Let $f:[0,1]\rightarrow\mathbb{R}$ be a $\mathcal{C}^{2}([0,1])$ function such that $f(0)=f(1)=1$ and such that the minimum of $f$ is negative. Prove that there must exist a point $\xi\in [0,1]$ such that $f''(\xi)≥8$
Maybe I can use the fact that there exists maximum and minimum in $[0,1]$ so there are two critical points. But I don't know how to proceed. Can someone give me any advice? Thanks before!
On
Assume $f'(x)<8$ for all $x\in(0,1)$. At ist minimum point $x_\min$, we have $$f(x_\min)<0,\qquad f'(x_\min)=0. $$ Then for $x>x_\min$, $$ f'(x)=f'(x)-f'(x_\min)=\int_{x_\min}^xf''(t)\,\mathrm dt<8(x-x_\min)$$ whereas for $x<x_\min$, $$ f'(x)=f'(x)-f'(x_\min)=-\int_x^{x_\min}f''(t)\,\mathrm dt>8(x-x_\min).$$ By integrating again, $$\tag1 1<f(1)-f(x_\min)=\int_{x_\min}^1f'(x)\,\mathrm dx<8\int_{x_\min}^1(x-x_\min)\,\mathrm dx=4(1-x_\min)^2$$ and $$\tag2 1<f(0)-f(x_\min)=-\int_0^{x_\min}f'(x)\,\mathrm dx<8\int_0^{x_\min}(x_\min-x)\,\mathrm dx=4x_\min^2.$$ Multiply $(1)$ and $(2)$ and use AM-GM inequality: $$ 1<16\left(\sqrt{(1-x_\min)(x_\min)}\right)^4<16\left(\frac{(1-x_\min)+x_\min}2\right)^4=1,$$ contradiction.

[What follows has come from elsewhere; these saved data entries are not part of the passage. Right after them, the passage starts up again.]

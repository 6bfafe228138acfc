pub mod fault_catalogue;
pub mod fault_registry;
pub mod irradiance;
pub mod simulator;
pub mod weather_fallback;
pub mod weather_service;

I can get to $4$, by mean value theorem.
Proof: Let $x_{\min}$ denote the minimum point. By mean value theorem there is $c_1,c_2$ such that
$$f'(c_1)=\frac{f(x_{\min})-f(0)}{x_{\min}},f'(c_2)=\frac{f(1)-f(x_{\min})}{1-x_{\min}}.$$
And then, by mean value theorem there is $c_3$:
$$f''(c_3)=\frac{f'(c_2)-f'(c_1)}{c_2-c_1}$$
$$=\frac{\frac{f(1)-f(x_{\min})}{1-x_{\min}}-\frac{f(x_{\min})-f(0)}{x_{\min}}}{c_2-c_1}$$ $$>{\frac{1}{1-x_{\min}}+\frac{1}{x_{\min}}}$$ $$=\frac{1}{x_{\min}(1-x_{\min})}\geq 4$$
You can likely get a tighter bound following the comments.
EDIT: The correct way...
By Taylor's theorem, there is $c$ such that
$$f(x)=f(x_{min})+\frac{f''(c)(x-x_{min})^2}{2}.$$
Then
$$f''(c)=2\frac{f(x)-f(x_{min})}{(x-x_{min})^2}$$
Now develop this at $x=0,x=1$ and sum those, then there is $c_1$, $c_2$
$$\frac{f''(c_1)+f''(c_2)}{2}=\frac{1-f(x_{min})}{x_{min}^2}+\frac{1-f(x_{min})}{(1-x_{min})^2}>\frac{1}{x_{min}^2}+\frac{1}{(1-x_{min})^2}$$ $$=\frac{1-2x_{min}+2x_{min}^2}{(1-x_{min})^2x_{min}^2}\geq8$$
which can only hold if $f''(c_1)$ or $f''(c_2)$ is greater than $8$.